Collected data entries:
//! External source contract consumed by provider adapters.

use async_trait::async_trait;
use serde_json::Value;

use castnet_common::Platform;
use scrapedeck_client::ScrapeDeckClient;

/// Raw cost metadata attached to one external call. `reported_total_usd` is
/// the vendor's own total, which may disagree with quantity x unit cost.
#[derive(Debug, Clone, Copy)]
pub struct SourceCost {
    pub quantity: f64,
    pub unit_cost_usd: f64,
    pub reported_total_usd: Option<f64>,
}

/// One fetched batch of raw upstream records.
#[derive(Debug, Clone)]
pub struct FetchedBatch {
    pub items: Vec<Value>,
    pub has_more: bool,
    pub cost: Option<SourceCost>,
}

impl FetchedBatch {
    pub fn empty() -> Self {
        Self { items: Vec::new(), has_more: false, cost: None }
    }
}

#[async_trait]
pub trait SourceClient: Send + Sync {
    async fn search_creators(
        &self,
        platform: Platform,
        query: &str,
        page: u64,
        limit: u32,
    ) -> anyhow::Result<FetchedBatch>;

    async fn similar_creators(
        &self,
        platform: Platform,
        handle: &str,
        limit: u32,
    ) -> anyhow::Result<FetchedBatch>;

    /// Provider tag recorded in cost entries and creator provenance.
    fn provider(&self) -> &'static str;
}

/// No-op source for when no API token is configured.
pub struct NoopSourceClient;

#[async_trait]
impl SourceClient for NoopSourceClient {
    async fn search_creators(
        &self,
        _platform: Platform,
        _query: &str,
        _page: u64,
        _limit: u32,
    ) -> anyhow::Result<FetchedBatch> {
        Ok(FetchedBatch::empty())
    }

    async fn similar_creators(
        &self,
        _platform: Platform,
        _handle: &str,
        _limit: u32,
    ) -> anyhow::Result<FetchedBatch> {
        Ok(FetchedBatch::empty())
    }

    fn provider(&self) -> &'static str {
        "noop"
    }
}

fn batch_from_collected(collected: scrapedeck_client::CollectedItems) -> FetchedBatch {
    let cost = collected.usage.map(|u| SourceCost {
        quantity: u.compute_units,
        unit_cost_usd: u.unit_cost_usd,
        reported_total_usd: u.total_usd,
    });
    FetchedBatch { items: collected.items, has_more: collected.has_more, cost }
}

#[async_trait]
impl SourceClient for ScrapeDeckClient {
    async fn search_creators(
        &self,
        platform: Platform,
        query: &str,
        page: u64,
        limit: u32,
    ) -> anyhow::Result<FetchedBatch> {
        let collected = ScrapeDeckClient::search_creators(self, platform.as_str(), query, page, limit)
            .await
            .map_err(|e| anyhow::anyhow!("{e}"))?;
        Ok(batch_from_collected(collected))
    }

    async fn similar_creators(
        &self,
        platform: Platform,
        handle: &str,
        limit: u32,
    ) -> anyhow::Result<FetchedBatch> {
        let collected = ScrapeDeckClient::similar_creators(self, platform.as_str(), handle, limit)
            .await
            .map_err(|e| anyhow::anyhow!("{e}"))?;
        Ok(batch_from_collected(collected))
    }

    fn provider(&self) -> &'static str {
        "scrapedeck"
    }
}
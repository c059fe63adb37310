//! In-memory `JobStore` with the same transactional semantics as Postgres.
//!
//! One mutex guards the whole map, so every mutator is a single atomic
//! transaction — including the status re-check that makes merges against
//! finalized jobs a silent skip. Used by the engine test suite and by local
//! development without a database.

use std::collections::HashMap;

use async_trait::async_trait;
use chrono::Utc;
use serde_json::Value;
use tokio::sync::Mutex;

use castnet_common::{Creator, Job, JobStatus, RunMetrics, SearchParams};

use crate::error::{Result, StoreError};
use crate::merge::merge_batches;
use crate::store::{merge_params_patch, IdentityFn, JobStore, MergeOutcome, ProgressUpdate};

#[derive(Debug, Clone)]
struct Entry {
    job: Job,
    /// None until the first merge/replace — the result set is created lazily.
    creators: Option<Vec<Creator>>,
}

#[derive(Default)]
pub struct MemoryStore {
    inner: Mutex<HashMap<String, Entry>>,
}

impl MemoryStore {
    pub fn new() -> Self {
        Self::default()
    }
}

fn touch(job: &mut Job) {
    job.updated_at = Utc::now();
}

#[async_trait]
impl JobStore for MemoryStore {
    async fn load(&self, id: &str) -> Result<Option<Job>> {
        let inner = self.inner.lock().await;
        Ok(inner.get(id).map(|e| e.job.clone()))
    }

    async fn create(&self, job: &Job) -> Result<()> {
        let mut inner = self.inner.lock().await;
        inner.insert(job.id.clone(), Entry { job: job.clone(), creators: None });
        Ok(())
    }

    async fn mark_processing(&self, id: &str) -> Result<Job> {
        let mut inner = self.inner.lock().await;
        let entry = inner.get_mut(id).ok_or_else(|| StoreError::NotFound(id.to_string()))?;
        if !entry.job.status.is_terminal() {
            entry.job.status = JobStatus::Processing;
            if entry.job.started_at.is_none() {
                entry.job.started_at = Some(Utc::now());
            }
            touch(&mut entry.job);
        }
        Ok(entry.job.clone())
    }

    async fn record_progress(&self, id: &str, update: ProgressUpdate) -> Result<Job> {
        let mut inner = self.inner.lock().await;
        let entry = inner.get_mut(id).ok_or_else(|| StoreError::NotFound(id.to_string()))?;
        if entry.job.status.is_terminal() {
            return Ok(entry.job.clone());
        }
        let job = &mut entry.job;
        if let Some(write) = update.processed_runs {
            job.processed_runs = write.apply(job.processed_runs);
        }
        if let Some(write) = update.processed_results {
            job.processed_results = write.apply(job.processed_results);
        }
        if let Some(cursor) = update.cursor {
            job.cursor = cursor;
        }
        if let Some(progress) = update.progress {
            // Monotonic floor: a lagging partial-merge writer never makes
            // visible progress regress.
            job.progress = progress.clamp(0, 100).max(job.progress);
        }
        if let Some(patch) = update.search_params_patch {
            apply_params_patch(job, &patch)?;
        }
        touch(job);
        Ok(job.clone())
    }

    async fn merge_creators(
        &self,
        id: &str,
        batch: Vec<Creator>,
        identity: IdentityFn<'_>,
    ) -> Result<MergeOutcome> {
        let mut inner = self.inner.lock().await;
        let entry = inner.get_mut(id).ok_or_else(|| StoreError::NotFound(id.to_string()))?;
        let existing = entry.creators.as_deref().unwrap_or(&[]);
        // Another invocation finalized this job: skip rather than clobber.
        if entry.job.status.is_terminal() {
            return Ok(MergeOutcome { total: existing.len() as i64, new_count: 0 });
        }
        let (union, new_count) = merge_batches(existing, &batch, identity);
        let total = union.len() as i64;
        entry.creators = Some(union);
        entry.job.processed_results = total;
        touch(&mut entry.job);
        Ok(MergeOutcome { total, new_count: new_count as i64 })
    }

    async fn replace_creators(&self, id: &str, batch: Vec<Creator>) -> Result<i64> {
        let mut inner = self.inner.lock().await;
        let entry = inner.get_mut(id).ok_or_else(|| StoreError::NotFound(id.to_string()))?;
        if entry.job.status.is_terminal() {
            return Ok(entry.creators.as_ref().map(|c| c.len()).unwrap_or(0) as i64);
        }
        let total = batch.len() as i64;
        entry.creators = Some(batch);
        entry.job.processed_results = total;
        touch(&mut entry.job);
        Ok(total)
    }

    async fn update_search_params(&self, id: &str, patch: Value) -> Result<Job> {
        let mut inner = self.inner.lock().await;
        let entry = inner.get_mut(id).ok_or_else(|| StoreError::NotFound(id.to_string()))?;
        if entry.job.status.is_terminal() {
            return Ok(entry.job.clone());
        }
        apply_params_patch(&mut entry.job, &patch)?;
        touch(&mut entry.job);
        Ok(entry.job.clone())
    }

    async fn complete(&self, id: &str, status: JobStatus, error: Option<String>) -> Result<Job> {
        let mut inner = self.inner.lock().await;
        let entry = inner.get_mut(id).ok_or_else(|| StoreError::NotFound(id.to_string()))?;
        let job = &mut entry.job;
        if !job.status.is_terminal() {
            job.status = status;
            job.error = error;
            job.completed_at = Some(Utc::now());
            if status == JobStatus::Completed {
                job.progress = 100;
            }
            touch(job);
        }
        Ok(job.clone())
    }

    async fn record_benchmark(&self, id: &str, metrics: &RunMetrics) -> Result<Job> {
        let mut inner = self.inner.lock().await;
        let entry = inner.get_mut(id).ok_or_else(|| StoreError::NotFound(id.to_string()))?;
        let params = &mut entry.job.search_params;
        params.api_calls_used += metrics.api_calls;
        params.total_cost_usd += metrics.total_cost_usd;
        params.last_benchmark = Some(metrics.clone());
        touch(&mut entry.job);
        Ok(entry.job.clone())
    }

    async fn load_creators(&self, id: &str) -> Result<Vec<Creator>> {
        let inner = self.inner.lock().await;
        let entry = inner.get(id).ok_or_else(|| StoreError::NotFound(id.to_string()))?;
        Ok(entry.creators.clone().unwrap_or_default())
    }
}

/// Shallow-merge a JSON patch into the typed search_params by round-tripping
/// through serde_json::Value, mirroring what Postgres `||` does to the JSONB
/// column.
fn apply_params_patch(job: &mut Job, patch: &Value) -> Result<()> {
    let mut bag = serde_json::to_value(&job.search_params)?;
    merge_params_patch(&mut bag, patch);
    job.search_params = serde_json::from_value::<SearchParams>(bag)?;
    Ok(())
}

#[cfg(test)]
mod tests {
    use std::sync::Arc;

    use super::*;
    use castnet_common::{BatchStat, Platform, SearchMode};
    use serde_json::json;

    use crate::merge::identity_key;
    use crate::store::CounterWrite;

    fn creator(identity: &str) -> Creator {
        Creator {
            platform: Platform::Tiktok,
            identity: identity.to_string(),
            username: Some(identity.to_string()),
            display_name: None,
            follower_count: Some(100),
            engagement_rate: None,
            bio: None,
            emails: Vec::new(),
            profile_url: None,
            metadata: json!({}),
            raw: json!({"uniqueId": identity}),
        }
    }

    async fn seeded(id: &str) -> MemoryStore {
        let store = MemoryStore::new();
        let job = Job::new(id, "owner-1", Platform::Tiktok, SearchMode::KeywordSearch)
            .with_keywords(vec!["fitness".into()])
            .with_target_results(10);
        store.create(&job).await.unwrap();
        store
    }

    #[tokio::test]
    async fn merge_twice_is_idempotent() {
        let store = seeded("j1").await;
        let batch = vec![creator("alice"), creator("bob")];

        let first = store.merge_creators("j1", batch.clone(), &identity_key).await.unwrap();
        assert_eq!(first, MergeOutcome { total: 2, new_count: 2 });

        let second = store.merge_creators("j1", batch, &identity_key).await.unwrap();
        assert_eq!(second, MergeOutcome { total: 2, new_count: 0 });

        let job = store.load("j1").await.unwrap().unwrap();
        assert_eq!(job.processed_results, 2);
    }

    #[tokio::test]
    async fn concurrent_merges_produce_the_true_union() {
        let store = Arc::new(seeded("j1").await);
        // Overlapping sets: alice appears in both.
        let a = vec![creator("alice"), creator("bob"), creator("carol")];
        let b = vec![creator("alice"), creator("dave")];

        let (store_a, store_b) = (store.clone(), store.clone());
        let (ra, rb) = tokio::join!(
            tokio::spawn(async move { store_a.merge_creators("j1", a, &identity_key).await }),
            tokio::spawn(async move { store_b.merge_creators("j1", b, &identity_key).await }),
        );
        ra.unwrap().unwrap();
        rb.unwrap().unwrap();

        let creators = store.load_creators("j1").await.unwrap();
        assert_eq!(creators.len(), 4, "union of {{alice,bob,carol,dave}}");
        let job = store.load("j1").await.unwrap().unwrap();
        assert_eq!(job.processed_results, 4);
    }

    #[tokio::test]
    async fn merge_against_finalized_job_is_skipped() {
        let store = seeded("j1").await;
        store
            .merge_creators("j1", vec![creator("alice")], &identity_key)
            .await
            .unwrap();
        store.complete("j1", JobStatus::Completed, None).await.unwrap();

        let outcome = store
            .merge_creators("j1", vec![creator("bob")], &identity_key)
            .await
            .unwrap();
        assert_eq!(outcome, MergeOutcome { total: 1, new_count: 0 });
        assert_eq!(store.load_creators("j1").await.unwrap().len(), 1);

        let job = store.load("j1").await.unwrap().unwrap();
        assert_eq!(job.status, JobStatus::Completed);
    }

    #[tokio::test]
    async fn terminal_status_never_regresses() {
        let store = seeded("j1").await;
        store.complete("j1", JobStatus::Completed, None).await.unwrap();

        let job = store.mark_processing("j1").await.unwrap();
        assert_eq!(job.status, JobStatus::Completed);

        let job = store
            .record_progress(
                "j1",
                ProgressUpdate {
                    processed_runs: Some(CounterWrite::Delta(1)),
                    ..Default::default()
                },
            )
            .await
            .unwrap();
        assert_eq!(job.status, JobStatus::Completed);
        assert_eq!(job.processed_runs, 0);

        // A later error write must not overwrite the completed status either.
        let job = store
            .complete("j1", JobStatus::Error, Some("late failure".into()))
            .await
            .unwrap();
        assert_eq!(job.status, JobStatus::Completed);
        assert!(job.error.is_none());
    }

    #[tokio::test]
    async fn mark_processing_is_idempotent_and_keeps_started_at() {
        let store = seeded("j1").await;
        let first = store.mark_processing("j1").await.unwrap();
        let started = first.started_at.unwrap();
        let second = store.mark_processing("j1").await.unwrap();
        assert_eq!(second.status, JobStatus::Processing);
        assert_eq!(second.started_at, Some(started));
    }

    #[tokio::test]
    async fn progress_floor_and_counter_clamps() {
        let store = seeded("j1").await;
        let job = store
            .record_progress(
                "j1",
                ProgressUpdate { progress: Some(60), ..Default::default() },
            )
            .await
            .unwrap();
        assert_eq!(job.progress, 60);

        // A lagging writer reporting 40 must not regress the checkpoint.
        let job = store
            .record_progress(
                "j1",
                ProgressUpdate {
                    progress: Some(40),
                    processed_results: Some(CounterWrite::Delta(-100)),
                    ..Default::default()
                },
            )
            .await
            .unwrap();
        assert_eq!(job.progress, 60);
        assert_eq!(job.processed_results, 0);
    }

    #[tokio::test]
    async fn search_params_patch_strips_nulls_and_merges_shallowly() {
        let store = seeded("j1").await;
        let job = store
            .update_search_params(
                "j1",
                json!({
                    "consecutive_empty_runs": 2,
                    "total_cost_usd": null,
                    "state": {"runner": "keyword_search", "processed_keywords": ["fitness"], "page": 1},
                }),
            )
            .await
            .unwrap();
        assert_eq!(job.search_params.consecutive_empty_runs, 2);
        assert_eq!(job.search_params.total_cost_usd, 0.0);
        match &job.search_params.state {
            castnet_common::ContinuationState::KeywordSearch { processed_keywords, page } => {
                assert_eq!(processed_keywords, &vec!["fitness".to_string()]);
                assert_eq!(*page, 1);
            }
            other => panic!("unexpected state: {other:?}"),
        }
    }

    #[tokio::test]
    async fn search_params_are_frozen_after_finalize() {
        let store = seeded("j1").await;
        store.complete("j1", JobStatus::Completed, None).await.unwrap();

        let job = store
            .update_search_params("j1", json!({"consecutive_empty_runs": 7}))
            .await
            .unwrap();
        assert_eq!(job.status, JobStatus::Completed);
        assert_eq!(job.search_params.consecutive_empty_runs, 0);
    }

    #[tokio::test]
    async fn replace_overwrites_and_respects_terminal_guard() {
        let store = seeded("j1").await;
        store
            .merge_creators("j1", vec![creator("alice"), creator("bob")], &identity_key)
            .await
            .unwrap();

        let total = store.replace_creators("j1", vec![creator("carol")]).await.unwrap();
        assert_eq!(total, 1);
        assert_eq!(store.load("j1").await.unwrap().unwrap().processed_results, 1);

        store.complete("j1", JobStatus::Completed, None).await.unwrap();
        let total = store.replace_creators("j1", vec![]).await.unwrap();
        assert_eq!(total, 1, "replace after finalize returns prior total");
    }

    #[tokio::test]
    async fn benchmark_totals_accumulate_across_runs() {
        let store = seeded("j1").await;
        let mut metrics = RunMetrics::started(Utc::now());
        metrics.api_calls = 5;
        metrics.total_cost_usd = 0.25;
        metrics.batches.push(BatchStat { index: 0, size: 10, duration_ms: 120 });
        store.record_benchmark("j1", &metrics).await.unwrap();

        metrics.api_calls = 3;
        metrics.total_cost_usd = 0.10;
        let job = store.record_benchmark("j1", &metrics).await.unwrap();

        assert_eq!(job.search_params.api_calls_used, 8);
        assert!((job.search_params.total_cost_usd - 0.35).abs() < 1e-9);
        assert_eq!(job.search_params.last_benchmark.as_ref().unwrap().api_calls, 3);
    }

    #[tokio::test]
    async fn load_missing_job_is_none() {
        let store = MemoryStore::new();
        assert!(store.load("nope").await.unwrap().is_none());
    }
}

What the exercise asks: All lines above in which the word "impl" occurs should be identified and copied.

Task result:
impl FetchedBatch {
impl SourceClient for NoopSourceClient {
impl SourceClient for ScrapeDeckClient {
impl MemoryStore {
impl JobStore for MemoryStore {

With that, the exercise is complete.